Jouleエージェントで人とAIとの協働を支援
すでにSAP SuccessFactorsでのJouleの適用は進んでいる。2025年上半期リリースで加わった「SAP SuccessFactors Enterprise Service Management」は人事サービス/ヘルプデスクのあり方を問い直した、とAlbert氏。従業員が育児休暇について質問したいとき、Jouleに直接質問すれば、会社のポリシーと従業員の適格性に基づいて、正確でパーソナライズされたガイダンスが瞬時に提供される。人事サービス担当者側では、AIがサービスリクエストを自動分類し、最適な次善アクションを提案する。食品・飲料業界のDöhlerグループでは、事案の解決時間が33%短縮、生産性は4倍に向上、メール作成時間が80%削減されたという。
「従業員の89%が、人事関連の質問にAIで回答を得られるようになれば働きやすさが改善される」というSAP SuccessFactorsの調査も紹介した。
このSAP Connectでは、AIエージェント「SAP SuccessFactors Performance & Goals Agent」を発表した。パフォーマンス面談の前に、マネージャーがすべてのフィードバックを集める手間が省けるだけでなく、エージェントが文脈を理解し、会話のきっかけや質問を提案するというエージェント機能だ。
これに加え、今後12ヵ月で給与、キャリアと人材開発、人材インテリジェンス、HRサービスなど、約12のエージェントを展開する計画だ。現在、約178のAIユースケースが利用可能になっている。
これらすべてのエージェントは、Jouleを通じて利用される。Jouleは2022年秋に発表され、当初は英語のみだったが、2025年に入って日本語を含む10言語が追加された。
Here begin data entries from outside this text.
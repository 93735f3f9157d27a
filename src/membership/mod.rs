//! Membership Module
//!
//! Coordinator tracking driven by ranks from the external rank authority.

mod directory;
mod client;

pub use directory::{MembershipDirectory, MembershipView, NodeIdentity, Peer};
pub use client::{MembershipClient, MembershipConfig};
多国籍企業にとっては、大きな前進となっている。
SAP Connectではさらに、AIエージェント同士が連携する「Agent-to-Agent」機能として、SAPのJouleと外部のコンテンツプロバイダとの連携が発表された。最初のパートナーはGlobalization Partners(G-P)とThe Josh Bersin Companyだ。「たとえば、HR担当者がパフォーマンス管理モデルについてJouleに尋ねると、JouleはJosh Bersin Companyのエージェントである『Galileo』と連携し、関連する研究や助言を提供する」とAlbert氏は説明する。
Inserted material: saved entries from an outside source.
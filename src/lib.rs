//! WolfChat - Replicated Chat Server Node
//!
//! A chat server node (logins, channels, channel publications and private
//! messages) that runs as one member of a group of replicas.
//!
//! # Architecture
//!
//! An external rank authority hands every node a rank; the node with the
//! lowest rank coordinates the group as primary and pushes each state
//! mutation to the other nodes (backups). Every message carries a Lamport
//! logical clock, and the coordinator keeps physical clocks aligned with
//! Berkeley-style averaging.
//!
//! # Features
//!
//! - Request-reply client endpoint with exactly one reply per request
//! - Topic broadcasts for channel publications and private messages
//! - Primary/backup replication with configurable wait policy
//! - Lamport logical clock and Berkeley physical clock synchronization
//! - JSON snapshot persistence with debounced, serialized writes
//! - HTTP status API

pub mod config;
pub mod error;
pub mod clock;
pub mod membership;
pub mod network;
pub mod replication;
pub mod state;
pub mod router;
pub mod node;
pub mod api;

pub use config::WolfChatConfig;
pub use error::{Error, Result};

/// Re-export commonly used types
pub mod prelude {
    pub use crate::config::WolfChatConfig;
    pub use crate::error::{Error, Result};
    pub use crate::clock::{LogicalClock, PhysicalClock};
    pub use crate::membership::{MembershipDirectory, Peer};
    pub use crate::network::{RpcClient, RpcServer, Subscription};
    pub use crate::replication::{Envelope, Operation, Payload, ReplicationMode};
    pub use crate::state::StateStore;
    pub use crate::router::RequestRouter;
    pub use crate::node::ChatNode;
}
//! HTTP API Module
//!
//! Provides a status API for monitoring a node.

mod http;

pub use http::{AppState, HealthResponse, HttpServer, StatusResponse};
Albert氏は顧客のAIの受け入れについて、「顧客により、導入段階が異なる。我々ベンダーは生成AIはもはや当たり前と言いがちだが、顧客の中には生成AIの機能を活用しようと取り組みに着手したばかりというところもある」と分析。さらには、組織の中でもAIに前向きな従業員と後ろ向きな従業員がある。SAPでも“ランチ&ラーン(Lunch and Learn)”を開催し、マネージャーをはじめ従業員が個人の成功体験を共有し、組織全体に広げる取り組みを進めているという。「本当に使って大丈夫なのか、という不安があるのは当たり前のことだ」とAlbert氏。新しく革新的な技術であるため、企業は技術を用意するだけでなく、心理面での支援も必要といえる。
「完璧を求めるのではなく、進歩を重視する。完璧に整うのを待つと、遅れをとることになる。パイロット方式や小規模なグループで始めてもよいだろう」とAlbert氏は助言した。
日本市場についても同じで、顧客のAI受け入れには差があるという。日本は人事制度も独自であり、SAP SuccessFactorsではローカルの取り組みを重視している。「日本市場向けのイベントを開催し、顧客と密に対話して多くの学びを得た。顧客同士でも学びがあったというフィードバックをもらっている」とAlbert氏。2026年以降も、日本市場に特化したイベントを継続して開催する計画だという。